(Collected data entries)
--------------------

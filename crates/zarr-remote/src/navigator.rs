//! Hierarchy navigation over an opened store.
//!
//! Groups and datasets are cheap views recomputed from the catalog on every
//! call; only dataset data touches the network.

use std::fmt;
use std::ops::Range;
use std::sync::Arc;
use tracing::{debug, instrument, warn};
use zarr_codec::DatasetData;

use crate::attrs::Attributes;
use crate::catalog::Catalog;
use crate::client::RemoteClient;
use crate::config::StoreConfig;
use crate::error::{Result, StoreError};
use crate::fetch::{HttpFetcher, ObjectFetcher};
use crate::path;
use crate::slice::{read_slice, MAX_SLICE_DIMS};
use crate::stats::{StatsSnapshot, StoreStats};
use crate::write::{WriteAction, WriteDispatch};

/// Attribute marking a one-element dataset that stands for a bare scalar.
pub const SCALAR_MARKER: &str = "_SCALAR";

/// Options of a dataset data read.
#[derive(Debug, Clone, Default, PartialEq, Eq)]
pub struct DataOptions {
    /// Half-open range per leading dimension; missing dimensions are read in full.
    pub slice: Vec<Range<u64>>,
    pub cache_bust: bool,
}

impl DataOptions {
    /// Read the whole dataset.
    pub fn all() -> Self {
        Self::default()
    }

    pub fn slice(slice: Vec<Range<u64>>) -> Self {
        Self {
            slice,
            cache_bust: false,
        }
    }

    pub fn with_cache_bust(mut self, cache_bust: bool) -> Self {
        self.cache_bust = cache_bust;
        self
    }
}

/// Summary of a child group.
#[derive(Debug, Clone, PartialEq)]
pub struct SubgroupInfo {
    pub name: String,
    pub path: String,
    pub attrs: Attributes,
}

/// Summary of a child dataset.
#[derive(Debug, Clone, PartialEq)]
pub struct SubdatasetInfo {
    pub name: String,
    pub path: String,
    pub shape: Vec<u64>,
    pub dtype: String,
    pub attrs: Attributes,
}

/// An opened consolidated store.
pub struct ZarrStore {
    client: RemoteClient,
    stats: Arc<StoreStats>,
    writer: Option<Arc<dyn WriteDispatch>>,
    location: String,
}

impl fmt::Debug for ZarrStore {
    fn fmt(&self, f: &mut fmt::Formatter<'_>) -> fmt::Result {
        f.debug_struct("ZarrStore")
            .field("location", &self.location)
            .field("entries", &self.client.catalog().len())
            .field("writable", &self.writer.is_some())
            .finish()
    }
}

impl ZarrStore {
    /// Open a store by loading its consolidated metadata through `fetcher`.
    pub async fn open(fetcher: Arc<dyn ObjectFetcher>, config: StoreConfig) -> Result<Self> {
        Self::open_inner(fetcher, config, None).await
    }

    /// Open a store whose attribute writes go to `writer`.
    pub async fn open_with_writer(
        fetcher: Arc<dyn ObjectFetcher>,
        config: StoreConfig,
        writer: Arc<dyn WriteDispatch>,
    ) -> Result<Self> {
        Self::open_inner(fetcher, config, Some(writer)).await
    }

    /// Open a store served over HTTP at `url`.
    pub async fn open_url(url: &str, config: StoreConfig) -> Result<Self> {
        let fetcher = Arc::new(HttpFetcher::new(url, &config)?);
        Self::open(fetcher, config).await
    }

    #[instrument(skip_all)]
    async fn open_inner(
        fetcher: Arc<dyn ObjectFetcher>,
        config: StoreConfig,
        writer: Option<Arc<dyn WriteDispatch>>,
    ) -> Result<Self> {
        config.validate().map_err(StoreError::Config)?;
        let catalog = Catalog::create(fetcher.as_ref(), &config).await?;
        let location = fetcher.describe("");
        let stats = Arc::new(StoreStats::new());
        let client = RemoteClient::new(fetcher, Arc::new(catalog), config, Arc::clone(&stats));

        Ok(Self {
            client,
            stats,
            writer,
            location,
        })
    }

    /// Backend location of the store root.
    pub fn location(&self) -> &str {
        &self.location
    }

    pub fn client(&self) -> &RemoteClient {
        &self.client
    }

    pub fn catalog(&self) -> &Catalog {
        self.client.catalog()
    }

    pub fn stats(&self) -> StatsSnapshot {
        self.stats.snapshot()
    }

    /// Group at `path`, or `None` if there is no `.zgroup` there.
    pub fn get_group(&self, path: &str) -> Option<Group<'_>> {
        self.stats.record_group_read();
        let key = path::normalize(path);
        let catalog = self.catalog();
        catalog.group(key)?;

        let mut subgroups = Vec::new();
        let mut datasets = Vec::new();
        for child in catalog.children(key) {
            let attrs = catalog.attributes(child).cloned().unwrap_or_default();
            if catalog.group_exists(child) {
                subgroups.push(SubgroupInfo {
                    name: path::name_of(child).to_string(),
                    path: path::display(child),
                    attrs,
                });
            } else if let Some(meta) = catalog.array(child) {
                datasets.push(SubdatasetInfo {
                    name: path::name_of(child).to_string(),
                    path: path::display(child),
                    shape: meta.shape.clone(),
                    dtype: meta.dtype.clone(),
                    attrs,
                });
            }
        }

        Some(Group {
            store: self,
            path: path::display(key),
            attrs: catalog.attributes(key).cloned().unwrap_or_default(),
            subgroups,
            datasets,
        })
    }

    /// Dataset at `path`, or `None` if there is no `.zarray` there.
    pub fn get_dataset(&self, path: &str) -> Option<Dataset<'_>> {
        self.stats.record_dataset_read();
        let key = path::normalize(path);
        let meta = self.catalog().array(key)?;

        Some(Dataset {
            store: self,
            name: path::name_of(key).to_string(),
            path: path::display(key),
            shape: meta.shape.clone(),
            chunks: meta.chunks.clone(),
            dtype: meta.dtype.clone(),
            attrs: self.catalog().attributes(key).cloned().unwrap_or_default(),
        })
    }

    /// Read dataset data, optionally restricted to a slice.
    ///
    /// Returns `None` if there is no dataset at `path`. A one-element result
    /// of a dataset marked `_SCALAR` comes back as a bare scalar.
    #[instrument(skip(self))]
    pub async fn get_dataset_data(
        &self,
        path: &str,
        options: &DataOptions,
    ) -> Result<Option<DatasetData>> {
        if options.slice.len() > MAX_SLICE_DIMS {
            warn!(path = %path, dims = options.slice.len(), "Rejected slice");
            return Err(StoreError::protocol(format!(
                "cannot slice more than {MAX_SLICE_DIMS} dimensions at a time, got {} for {path}",
                options.slice.len()
            )));
        }

        let key = path::normalize(path);
        if self.catalog().array(key).is_none() {
            debug!(path = %path, "No .zarray");
            return Ok(None);
        }
        self.stats.record_data_read();

        let (data, shape) = read_slice(&self.client, key, &options.slice, options.cache_bust).await?;
        let scalar = self
            .catalog()
            .attributes(key)
            .and_then(|attrs| attrs.get(SCALAR_MARKER))
            .is_some_and(|v| v.is_truthy());

        Ok(Some(DatasetData::from_array(data, shape, scalar)))
    }

    /// Forward an attribute replacement to the write hook.
    pub async fn set_attrs(&self, path: &str, attrs: Attributes) -> Result<()> {
        let Some(writer) = &self.writer else {
            return Err(StoreError::Unsupported(format!(
                "set_attrs on {}: store was opened without a write dispatch",
                path::display(path)
            )));
        };
        writer
            .dispatch(WriteAction::SetAttrs {
                path: path::display(path),
                attrs,
            })
            .await
    }
}

/// View of one group.
#[derive(Debug, Clone)]
pub struct Group<'a> {
    store: &'a ZarrStore,
    path: String,
    attrs: Attributes,
    subgroups: Vec<SubgroupInfo>,
    datasets: Vec<SubdatasetInfo>,
}

impl<'a> Group<'a> {
    pub fn path(&self) -> &str {
        &self.path
    }

    pub fn name(&self) -> &str {
        path::name_of(&self.path)
    }

    pub fn attrs(&self) -> &Attributes {
        &self.attrs
    }

    pub fn subgroups(&self) -> &[SubgroupInfo] {
        &self.subgroups
    }

    pub fn datasets(&self) -> &[SubdatasetInfo] {
        &self.datasets
    }

    /// Child group `name`.
    pub fn get_group(&self, name: &str) -> Option<Group<'a>> {
        self.store.get_group(&path::join(&self.path, name))
    }

    /// Child dataset `name`.
    pub fn get_dataset(&self, name: &str) -> Option<Dataset<'a>> {
        self.store.get_dataset(&path::join(&self.path, name))
    }

    /// Data of child dataset `name`.
    pub async fn get_dataset_data(
        &self,
        name: &str,
        options: &DataOptions,
    ) -> Result<Option<DatasetData>> {
        self.store
            .get_dataset_data(&path::join(&self.path, name), options)
            .await
    }

    pub async fn set_attrs(&self, attrs: Attributes) -> Result<()> {
        self.store.set_attrs(&self.path, attrs).await
    }
}

/// View of one dataset.
#[derive(Debug, Clone)]
pub struct Dataset<'a> {
    store: &'a ZarrStore,
    name: String,
    path: String,
    shape: Vec<u64>,
    chunks: Vec<u64>,
    dtype: String,
    attrs: Attributes,
}

impl<'a> Dataset<'a> {
    pub fn name(&self) -> &str {
        &self.name
    }

    pub fn path(&self) -> &str {
        &self.path
    }

    pub fn shape(&self) -> &[u64] {
        &self.shape
    }

    pub fn chunks(&self) -> &[u64] {
        &self.chunks
    }

    pub fn dtype(&self) -> &str {
        &self.dtype
    }

    pub fn attrs(&self) -> &Attributes {
        &self.attrs
    }

    pub fn is_scalar(&self) -> bool {
        self.attrs.get(SCALAR_MARKER).is_some_and(|v| v.is_truthy())
    }

    /// Read this dataset's data.
    pub async fn read(&self, options: &DataOptions) -> Result<Option<DatasetData>> {
        self.store.get_dataset_data(&self.path, options).await
    }

    pub async fn set_attrs(&self, attrs: Attributes) -> Result<()> {
        self.store.set_attrs(&self.path, attrs).await
    }
}

#[cfg(test)]
mod tests {
    use super::*;
    use crate::fetch::MemoryFetcher;
    use bytes::Bytes;
    use serde_json::json;

    async fn store() -> ZarrStore {
        let doc = json!({
            "zarr_consolidated_format": 1,
            "metadata": {
                ".zgroup": {"zarr_format": 2},
                ".zattrs": {"name": "root"},
                "units/.zgroup": {"zarr_format": 2},
                "units/.zattrs": {"count": 2},
                "units/ids/.zarray": {
                    "shape": [2], "chunks": [2], "dtype": "<i4",
                    "compressor": null, "filters": null, "fill_value": 0, "order": "C"
                },
                "rate/.zarray": {
                    "shape": [1], "chunks": [1], "dtype": "<f8",
                    "compressor": null, "filters": null, "fill_value": 0, "order": "C"
                },
                "rate/.zattrs": {"_SCALAR": true}
            }
        });
        let fetcher = Arc::new(MemoryFetcher::new([
            (".zmetadata", Bytes::from(doc.to_string())),
            ("units/ids/0", Bytes::from(vec![7, 0, 0, 0, 9, 0, 0, 0])),
            ("rate/0", Bytes::from(30000.0f64.to_le_bytes().to_vec())),
        ]));
        ZarrStore::open(fetcher, StoreConfig::default()).await.unwrap()
    }

    #[tokio::test]
    async fn test_root_group() {
        let store = store().await;
        let root = store.get_group("").unwrap();
        assert_eq!(root.path(), "/");
        assert_eq!(root.attrs()["name"].as_str(), Some("root"));
        assert_eq!(root.subgroups().len(), 1);
        assert_eq!(root.subgroups()[0].path, "/units");
        assert_eq!(root.datasets().len(), 1);
        assert_eq!(root.datasets()[0].name, "rate");
        assert!(store.get_group("/rate").is_none());
        assert!(store.get_group("/nope").is_none());
    }

    #[tokio::test]
    async fn test_relative_accessors() {
        let store = store().await;
        let units = store.get_group("/").unwrap().get_group("units").unwrap();
        assert_eq!(units.datasets()[0].shape, vec![2]);
        let ids = units.get_dataset("ids").unwrap();
        assert_eq!(ids.path(), "/units/ids");
        assert_eq!(ids.dtype(), "<i4");

        let data = units.get_dataset_data("ids", &DataOptions::all()).await.unwrap().unwrap();
        assert_eq!(data.as_array(), Some(&zarr_codec::ArrayData::Int32(vec![7, 9])));
        assert_eq!(store.stats().group_reads, 2);
        assert_eq!(store.stats().data_reads, 1);
    }

    #[tokio::test]
    async fn test_scalar_unwrap() {
        let store = store().await;
        let rate = store.get_dataset("/rate").unwrap();
        assert!(rate.is_scalar());
        let data = rate.read(&DataOptions::all()).await.unwrap().unwrap();
        assert_eq!(data.as_scalar(), Some(zarr_codec::Scalar::Float(30000.0)));
    }

    #[tokio::test]
    async fn test_missing_dataset_data_is_none() {
        let store = store().await;
        assert!(store
            .get_dataset_data("/units", &DataOptions::all())
            .await
            .unwrap()
            .is_none());
    }

    #[tokio::test]
    async fn test_set_attrs_without_writer() {
        let store = store().await;
        let root = store.get_group("/").unwrap();
        assert!(matches!(
            root.set_attrs(Attributes::new()).await,
            Err(StoreError::Unsupported(_))
        ));
    }
}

--------------------

Repeat word for word the lines above that run from the line containing "pub fn all()" through the line containing "pub struct SubgroupInfo", both ends included, and nothing else.

    pub fn all() -> Self {
        Self::default()
    }

    pub fn slice(slice: Vec<Range<u64>>) -> Self {
        Self {
            slice,
            cache_bust: false,
        }
    }

    pub fn with_cache_bust(mut self, cache_bust: bool) -> Self {
        self.cache_bust = cache_bust;
        self
    }
}

/// Summary of a child group.
#[derive(Debug, Clone, PartialEq)]
pub struct SubgroupInfo {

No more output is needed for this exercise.